In the book Urban Treasure Hunter by Michael Chaplan, the author mentions having the trash side of your nail apron or pouch full of trash or nuts and washers. That way if you are approached and asked what you’ve found, you can reach in your apron, pull out a large handful of junk, and complain that all you’ve found is trash.
He claims this usually will quickly disinterest anyone from bothering you any more. I have found though that adults are rarely interested in seeing what’s in your pouch, but children are fascinated by anything you’ve found…even trash, so showing them anything is a surefire way to have curious children following you around like the Pied Piper of Hamelin.
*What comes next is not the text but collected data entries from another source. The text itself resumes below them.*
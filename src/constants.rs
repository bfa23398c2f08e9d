pub(crate) const FIRESTORE_API_HOST: &str = "https://firestore.googleapis.com";
pub(crate) const FIRESTORE_API_VERSION: &str = "v1";
pub(crate) const EMULATOR_HOST_ENV: &str = "FIRESTORE_EMULATOR_HOST";

pub const DEFAULT_DATABASE_ID: &str = "(default)";

/// Deepest map/array nesting the store accepts for a single field value.
pub(crate) const MAX_VALUE_DEPTH: usize = 20;
mod database_id;
mod document_key;
mod field_path;
mod resource_path;
mod timestamp;

pub use database_id::DatabaseId;
pub use document_key::{extract_id, resolve_path, DocumentKey};
pub(crate) use document_key::validate_collection_path;
pub use field_path::{FieldPath, IntoFieldPath};
pub use resource_path::ResourcePath;
pub use timestamp::Timestamp;
use indexmap::IndexMap;

use crate::error::{invalid_argument, FirestoreResult};
use crate::model::FieldPath;
use crate::value::{encode_fields, MapValue, NativeValue};

use super::query::{OrderBy, OrderDirection};

/// Pre-encoded data for `patch` writes.
#[derive(Clone, Debug)]
pub struct EncodedPatchData {
    pub map: MapValue,
    pub mask: Vec<FieldPath>,
}

impl EncodedPatchData {
    /// `updateMask.fieldPaths` query pairs, one per patched field.
    pub fn mask_query(&self) -> Vec<(String, String)> {
        self.mask
            .iter()
            .map(|field| ("updateMask.fieldPaths".to_string(), field.server_format()))
            .collect()
    }
}

/// Encodes patch data and derives the update mask from its top-level keys.
///
/// Keys are treated as single field names, so `"a.b"` patches a field
/// literally named `a.b` rather than a nested value.
pub fn encode_patch_data(fields: &IndexMap<String, NativeValue>) -> FirestoreResult<EncodedPatchData> {
    if fields.is_empty() {
        return Err(invalid_argument(
            "patch requires at least one field; an empty update mask would replace the document",
        ));
    }
    let map = encode_fields(fields)?;
    let mask = fields
        .keys()
        .map(|key| FieldPath::new([key.as_str()]))
        .collect::<FirestoreResult<Vec<_>>>()?;
    Ok(EncodedPatchData { map, mask })
}

/// Encodes a `list_page` ordering as the `orderBy` query parameter
/// (`"likes desc,title"`).
pub fn encode_list_order(order_by: &[OrderBy]) -> Option<String> {
    if order_by.is_empty() {
        return None;
    }
    let clauses = order_by
        .iter()
        .map(|order| match order.direction() {
            OrderDirection::Ascending => order.field().server_format(),
            OrderDirection::Descending => {
                format!("{} desc", order.field().server_format())
            }
        })
        .collect::<Vec<_>>();
    Some(clauses.join(","))
}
Speaking of unsupervised curious children, they are the only people who have ever disturbed me to such a great extent that I needed to leave a place due to detecting being impossible. Notice I specify “unsupervised.” Not all children are like this, but realize the potential they have to spoil a hunt. They will walk right in front of you preventing you from swinging. They will place coins and junk metal objects in your path to see if you find them. They will ask incessantly if they can have anything you find. They will grab your find from the hole if you are not quick enough. They will grab your tools from your pocket or if you set them on the ground. They will want to hold and use your metal detector.
Keep all these things in mind when you see a child or a small group of elementary-age children approaching. Some detectorists may choose to stop and take time to tell the children about what they are doing and demonstrate their machine, but I have had too many hunts sidelined or ended by their unwanted attention. When children are with their parents or another adult, their curiosity is usually reigned in rather quickly.
Another common question that puts a detectorist on guard is “What did you pay for that thing?” I haven’t actually heard this one in a while, but I have a few different answers I give:
1) I’m not sure, I got it as a gift.
2) I dunno, it’s my brother’s and he’s letting me borrow it.
3) About a hundred bucks, you can get ’em at WalMart
Another Ohio detectorist, Tony Mantia says his reply when asked “What does it cost?” or “Are they very expensive?” is to say “They are all different prices.” and then quickly ask the curious person if they have ever metal detected before. In this way he deflects the question without being rude. He says depending on their answer he tries to get them to talk about themselves.
Look ‘Em in the Eye
I have also discovered, somewhat surprisingly, that eye contact and a smile are very disarming to those who I am unsure of or that look threatening. If I look up and see someone, I make eye contact and smile. Often my fear, or the appearance of their menace, disappears. People who are up to no good don’t like to be seen or recognized, so my acknowledgment of their presence sends them in the other direction.
Some folks believe in concealed carry or having a weapon on their person in these areas. I believe it is unnecessary and increases your risk. If theft is their objective, they can have my detector. I’m not going to fight or argue for a detector or a pouch of finds, let alone have, show or draw a weapon. That seems like a surefire way to escalate something non life-threatening (theft) to life-threatening. My homeowners insurance will cover a new detector if it comes to it.
Thieves are inherently lazy people looking to profit quickly from someone else’s hard work. If it looks like it’s going to be work for them, or any kind of effort to rob you, they will move on to an easier victim. They don’t even really want your detector, but they’d probably be interested in a weapon.